Pritchard stopped publishing in the early 1970s, and before his early death from cancer was residing in eastern Pennsylvania.

== Critical reception ==

Though Pritchard's work received recognition during the late 1960s and early 1970s, The Matrix and Eecchhooeess did not see significant success; as Richard Kostelanetz states, "Only one one-man collection of visual poetry, for instance, has ever been commercially published in the United States, even though 'concrete' is reportedly 'faddish'; and since that single book, N. H. Pritchard's The Matrix (1970), was neither reviewed nor touted, it seemed unlikely that any others would ever appear—another example of how the rule of precedent in literary commerce produces de facto censorship."

From the late 1970s through the 1980s Pritchard received occasional acknowledgment in scholarship on the Umbra poets, including by Lorenzo Thomas in Callaloo (1978), and was mentioned by peers such as Ishmael Reed, but he was not widely considered in scholarship on either concrete poetry or African-American poetry.
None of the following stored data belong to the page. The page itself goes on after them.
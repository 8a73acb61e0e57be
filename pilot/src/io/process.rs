//! Helpers for running child processes with timeouts and bounded output.

use std::io::{Read, Write};
use std::process::{Command, ExitStatus, Stdio};
use std::thread;
use std::time::Duration;

use anyhow::{Context, Result, anyhow};
use tracing::{debug, error, instrument, warn};
use wait_timeout::ChildExt;

/// Captured child process output.
#[derive(Debug)]
pub struct CommandOutput {
    pub status: ExitStatus,
    pub stdout: Vec<u8>,
    pub stderr: Vec<u8>,
    pub stdout_truncated: usize,
    pub stderr_truncated: usize,
    pub timed_out: bool,
}

impl CommandOutput {
    pub fn stdout_lossy(&self) -> String {
        String::from_utf8_lossy(&self.stdout).into_owned()
    }

    pub fn stderr_lossy(&self) -> String {
        String::from_utf8_lossy(&self.stderr).into_owned()
    }
}

/// Run a command with a timeout and capture stdout/stderr without risking pipe deadlocks.
///
/// Stdin is fed and stdout/stderr are drained on their own threads while the
/// child runs. `output_limit_bytes` bounds the amount of stdout/stderr stored in
/// memory (bytes beyond this are discarded while still draining the pipe).
#[instrument(skip_all, fields(timeout_secs = timeout.as_secs(), output_limit_bytes))]
pub fn run_command_with_timeout(
    mut cmd: Command,
    stdin: Option<&[u8]>,
    timeout: Duration,
    output_limit_bytes: usize,
) -> Result<CommandOutput> {
    if stdin.is_some() {
        cmd.stdin(Stdio::piped());
    } else {
        cmd.stdin(Stdio::null());
    }
    cmd.stdout(Stdio::piped()).stderr(Stdio::piped());

    debug!("spawning child process");
    let mut child = match cmd.spawn() {
        Ok(c) => c,
        Err(e) => {
            error!(err = %e, "failed to spawn command");
            return Err(e).context("spawn command");
        }
    };

    let stdin_handle = match stdin {
        Some(input) => {
            let mut child_stdin = child
                .stdin
                .take()
                .ok_or_else(|| anyhow!("stdin was not piped"))?;
            let input = input.to_vec();
            // Dropping the handle at the end of the thread closes the pipe.
            Some(thread::spawn(move || -> Result<()> {
                child_stdin.write_all(&input).context("write stdin")
            }))
        }
        None => None,
    };

    let stdout = child
        .stdout
        .take()
        .ok_or_else(|| anyhow!("stdout was not piped"))?;
    let stderr = child
        .stderr
        .take()
        .ok_or_else(|| anyhow!("stderr was not piped"))?;

    let stdout_handle = thread::spawn(move || read_stream_limited(stdout, output_limit_bytes));
    let stderr_handle = thread::spawn(move || read_stream_limited(stderr, output_limit_bytes));

    let mut timed_out = false;
    let status = match child.wait_timeout(timeout).context("wait for command")? {
        Some(status) => status,
        None => {
            warn!(
                timeout_secs = timeout.as_secs(),
                "command timed out, killing"
            );
            timed_out = true;
            child.kill().context("kill command")?;
            child.wait().context("wait command after kill")?
        }
    };

    if let Some(handle) = stdin_handle {
        match handle.join() {
            // A child that exits without reading all of stdin closes the pipe early.
            Ok(Err(err)) if !timed_out => debug!(err = %err, "stdin not fully consumed"),
            Ok(_) => {}
            Err(_) => return Err(anyhow!("stdin writer thread panicked")),
        }
    }

    let (stdout, stdout_truncated) = join_output(stdout_handle).context("join stdout")?;
    let (stderr, stderr_truncated) = join_output(stderr_handle).context("join stderr")?;

    if stdout_truncated > 0 || stderr_truncated > 0 {
        warn!(stdout_truncated, stderr_truncated, "output truncated");
    }

    debug!(exit_code = ?status.code(), timed_out, "command finished");
    Ok(CommandOutput {
        status,
        stdout,
        stderr,
        stdout_truncated,
        stderr_truncated,
        timed_out,
    })
}

fn join_output(handle: thread::JoinHandle<Result<(Vec<u8>, usize)>>) -> Result<(Vec<u8>, usize)> {
    match handle.join() {
        Ok(result) => result,
        Err(_) => Err(anyhow!("output reader thread panicked")),
    }
}

fn read_stream_limited<R: Read>(mut reader: R, limit: usize) -> Result<(Vec<u8>, usize)> {
    let mut buf = Vec::new();
    let mut truncated = 0usize;
    let mut chunk = [0u8; 8192];

    loop {
        let n = reader.read(&mut chunk).context("read output")?;
        if n == 0 {
            break;
        }
        let remaining = limit.saturating_sub(buf.len());
        if remaining > 0 {
            let keep = n.min(remaining);
            buf.extend_from_slice(&chunk[..keep]);
            truncated += n.saturating_sub(keep);
        } else {
            truncated += n;
        }
    }

    Ok((buf, truncated))
}

#[cfg(all(test, unix))]
mod tests {
    use super::*;

    #[test]
    fn captures_stdout_from_stdin() {
        let output =
            run_command_with_timeout(Command::new("cat"), Some(b"wait(1)"), Duration::from_secs(5), 1_000)
                .expect("run cat");
        assert!(output.status.success());
        assert_eq!(output.stdout_lossy(), "wait(1)");
        assert!(!output.timed_out);
    }

    #[test]
    fn truncates_beyond_limit() {
        let output =
            run_command_with_timeout(Command::new("cat"), Some(b"0123456789"), Duration::from_secs(5), 4)
                .expect("run cat");
        assert_eq!(output.stdout, b"0123");
        assert_eq!(output.stdout_truncated, 6);
    }

    #[test]
    fn kills_on_timeout() {
        let mut cmd = Command::new("sleep");
        cmd.arg("5");
        let output =
            run_command_with_timeout(cmd, None, Duration::from_millis(100), 1_000).expect("run sleep");
        assert!(output.timed_out);
    }
}
//! Action synthesis: prompt rendering, cache lookup and the model call.

use std::thread;
use std::time::Duration;

use tracing::{debug, info, instrument, warn};

use crate::core::action::strip_fences;
use crate::core::cache::{PromptCache, content_hash};
use crate::core::types::{ActionRecord, Instruction};
use crate::error::PilotError;
use crate::io::config::ModelConfig;
use crate::io::model::{CompletionRequest, LanguageModel, ModelError};
use crate::io::prompt::PromptEngine;

/// Request parameters shared by every synthesis call.
#[derive(Debug, Clone, PartialEq)]
pub struct SynthSettings {
    pub temperature: f32,
    pub max_tokens: u32,
    /// Pause before resending a request that failed transiently.
    pub transient_backoff: Duration,
}

impl From<&ModelConfig> for SynthSettings {
    fn from(cfg: &ModelConfig) -> Self {
        Self {
            temperature: cfg.temperature,
            max_tokens: cfg.max_tokens,
            transient_backoff: cfg.transient_backoff(),
        }
    }
}

/// Turns instruction blocks into action text.
///
/// Completions are cached by the exact prompt, so an identical instruction
/// (or an identical retry) never reaches the model twice in one run.
pub struct Synthesizer<M> {
    model: M,
    prompts: PromptEngine,
    cache: PromptCache,
    settings: SynthSettings,
}

impl<M: LanguageModel> Synthesizer<M> {
    pub fn new(model: M, settings: SynthSettings) -> Self {
        Self {
            model,
            prompts: PromptEngine::new(),
            cache: PromptCache::new(),
            settings,
        }
    }

    pub fn cache(&self) -> &PromptCache {
        &self.cache
    }

    pub fn model(&self) -> &M {
        &self.model
    }

    /// First attempt for an instruction block.
    #[instrument(skip_all, fields(chars = instruction.as_str().len()))]
    pub fn synthesize(&mut self, instruction: &Instruction) -> Result<ActionRecord, PilotError> {
        let prompt = self.prompts.render_action(instruction)?;
        let action = self.complete(prompt)?;
        info!(instruction = %instruction, action = %action, "synthesized action");
        Ok(ActionRecord::new(instruction.clone(), action))
    }

    /// Replacement for `previous`, which failed with `diagnostic`.
    ///
    /// The returned record keeps the instruction text of `previous`.
    #[instrument(skip_all, fields(chars = previous.instruction.as_str().len()))]
    pub fn synthesize_retry(
        &mut self,
        previous: &ActionRecord,
        diagnostic: &str,
    ) -> Result<ActionRecord, PilotError> {
        let prompt =
            self.prompts
                .render_retry(&previous.instruction, &previous.action, diagnostic)?;
        let action = self.complete(prompt)?;
        info!(instruction = %previous.instruction, action = %action, "re-synthesized action");
        Ok(ActionRecord::new(previous.instruction.clone(), action))
    }

    fn complete(&mut self, prompt: String) -> Result<String, PilotError> {
        let hash = content_hash(&prompt);
        if let Some(cached) = self.cache.get(&prompt) {
            debug!(prompt_hash = %hash, "prompt cache hit");
            return Ok(strip_fences(cached));
        }
        debug!(prompt_hash = %hash, "prompt cache miss");

        let request = CompletionRequest::new(
            prompt,
            self.settings.temperature,
            self.settings.max_tokens,
        );
        let mut transient_failures = 0u32;
        let completion = loop {
            match self.model.complete(&request) {
                Ok(completion) => break completion,
                Err(ModelError::Transient(message)) => {
                    transient_failures += 1;
                    warn!(
                        prompt_hash = %hash,
                        failures = transient_failures,
                        backoff_secs = self.settings.transient_backoff.as_secs_f64(),
                        error = %message,
                        "transient model error, resending"
                    );
                    thread::sleep(self.settings.transient_backoff);
                }
                Err(err @ ModelError::Fatal(_)) => return Err(PilotError::Synthesis(err)),
            }
        };

        let action = strip_fences(&completion);
        self.cache.insert(request.prompt, completion);
        Ok(action)
    }
}

#[cfg(test)]
mod tests {
    use super::*;
    use crate::test_support::ScriptedModel;

    fn settings() -> SynthSettings {
        SynthSettings {
            temperature: 0.0,
            max_tokens: 256,
            transient_backoff: Duration::ZERO,
        }
    }

    #[test]
    fn identical_prompt_is_served_from_cache() {
        let model = ScriptedModel::new(["navigate(\"example.com\")"]);
        let mut synth = Synthesizer::new(&model, settings());
        let instruction = Instruction::new("Go to example.com");

        let first = synth.synthesize(&instruction).expect("first");
        let second = synth.synthesize(&instruction).expect("second");

        assert_eq!(first, second);
        assert_eq!(model.calls(), 1);
        assert_eq!(synth.cache().hits(), 1);
        assert_eq!(synth.cache().misses(), 1);
    }

    #[test]
    fn transient_errors_resend_the_same_request() {
        let model = ScriptedModel::default();
        model.push_transient("rate limit");
        model.push_transient("timed out");
        model.push("wait(1)");
        let mut synth = Synthesizer::new(&model, settings());

        let record = synth
            .synthesize(&Instruction::new("Wait a second"))
            .expect("synthesize");

        assert_eq!(record.action, "wait(1)");
        assert_eq!(model.calls(), 3);
        let prompts = model.prompts();
        assert!(prompts.windows(2).all(|pair| pair[0] == pair[1]));
    }

    #[test]
    fn fatal_error_ends_synthesis() {
        let model = ScriptedModel::default();
        model.push_fatal("invalid api key");
        let mut synth = Synthesizer::new(&model, settings());

        let err = synth
            .synthesize(&Instruction::new("Go to example.com"))
            .unwrap_err();

        assert!(matches!(err, PilotError::Synthesis(ModelError::Fatal(_))));
        assert!(synth.cache().is_empty());
    }

    #[test]
    fn retry_prompt_extends_base_prompt_and_keeps_instruction() {
        let model = ScriptedModel::new(["```\nclick(find_element(\"css\", \"#go\"))\n```"]);
        let mut synth = Synthesizer::new(&model, settings());
        let previous = ActionRecord::new(Instruction::new("Click go"), "click(go)");

        let record = synth
            .synthesize_retry(&previous, "Failed on line 1: click(go)\n`go` is not defined")
            .expect("retry");

        assert_eq!(record.instruction, previous.instruction);
        assert_eq!(record.action, "click(find_element(\"css\", \"#go\"))");
        let prompt = &model.prompts()[0];
        let base = PromptEngine::new()
            .render_action(&previous.instruction)
            .expect("render");
        assert!(prompt.starts_with(&base));
        assert!(prompt.contains("The action above failed. See diagnostic: Failed on line 1"));
    }
}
In 1992, Kevin Young produced the first serious engagement with Pritchard's work in many years in a "groundbreaking" essay for the Harvard Library Bulletin, offering theories as to why Pritchard's work might have fallen out of favor or proven inconvenient as "far too abstract for a largely white avant-garde trying to simplify and internationalize the poem by making it graphic" and "seem[ing] to fall outside the Black Aesthetic's vernacular and political aims." A year after Pritchard's death in 1996, Aldon Lynn Nielsen took up the question of his poetry and disappearance in Black Chant: Languages of African-American Postmodernism, also quoting Young, and in 2004 Charles Bernstein discussed Pritchard in the edited collection Dark Horses: Poets on Lost Poems.

Pritchard's work was out of print for a number of years until the mid-2000s, when Craig Dworkin scanned and uploaded copies of The Matrix and Eecchhooeess to the Eclipse Archive; scholars began referencing these "editions" when discussing Pritchard's work.

In 2014, Anthony Reed included a chapter on Pritchard, Terrance Hayes, and M. NourbeSe Philip in his work Freedom Time: The Poetics and Politics of Black Experimental Writing (JHU Press); the book received the MLA's William Sanders Scarborough Prize. In 2020, Craig Dworkin included a chapter on Pritchard in his Radium of the Word: A Poetics of Materiality (Chicago).

In 2021, Ugly Duckling Presse and Primary Information republished The Matrix and Adam Pendleton's DABA Press republished Eecchhooeess.

Pritchard's work was featured in the 2022 Whitney Biennial, "Quiet as It’s Kept"; the Biennial also used an inverted parentheses from one of Pritchard's poems as a symbol for the show. Coverage of the Biennial led to the first mention of Pritchard in the New York Times since 1974.